AbstractCholesterol metabolism is associated with innate immune responses; however, the mechanisms underlying this have not been fully elucidated. Here, we performed a chemical screening to isolate small molecules affecting the activity of RIG-I, a cytoplasmic viral RNA sensor, and found that statins, which inhibit cholesterol synthesis, dramatically enhanced RIG-I-dependent antiviral responses in specific cell types. The restriction of cholesterol synthesis induced the expression of noncanonical type I interferons (IFNs), such as IFN-ω, in an SREBP1 transcription factor-dependent manner.

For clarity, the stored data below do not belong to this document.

#[cfg(not(target_arch = "wasm32"))]
fn main() -> anyhow::Result<()> {
    pocket_gui::native::run()
}

#[cfg(target_arch = "wasm32")]
fn main() -> anyhow::Result<()> {
    pocket_gui::web::run()
}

This noncanonical type I IFN expression pathway subsequently enhanced RIG-I-mediated signaling following viral infection. Administration of statins in mice augmented RIG-I-dependent cytokine expression in the lungs. Conversely, a mouse obesity model exhibited reduced RIG-I response in the lungs compared to wild-type mice. Single-cell transcriptome analyses revealed a subset of alveolar macrophages that increased the RIG-I expression in response to inhibited cholesterol synthesis in vivo. This study revealed the noncanonical type I IFN pathway linking cholesterol metabolism and RIG-I signaling. Targeting this pathway could offer valuable insights for developing novel treatment approaches to address future viral pandemics.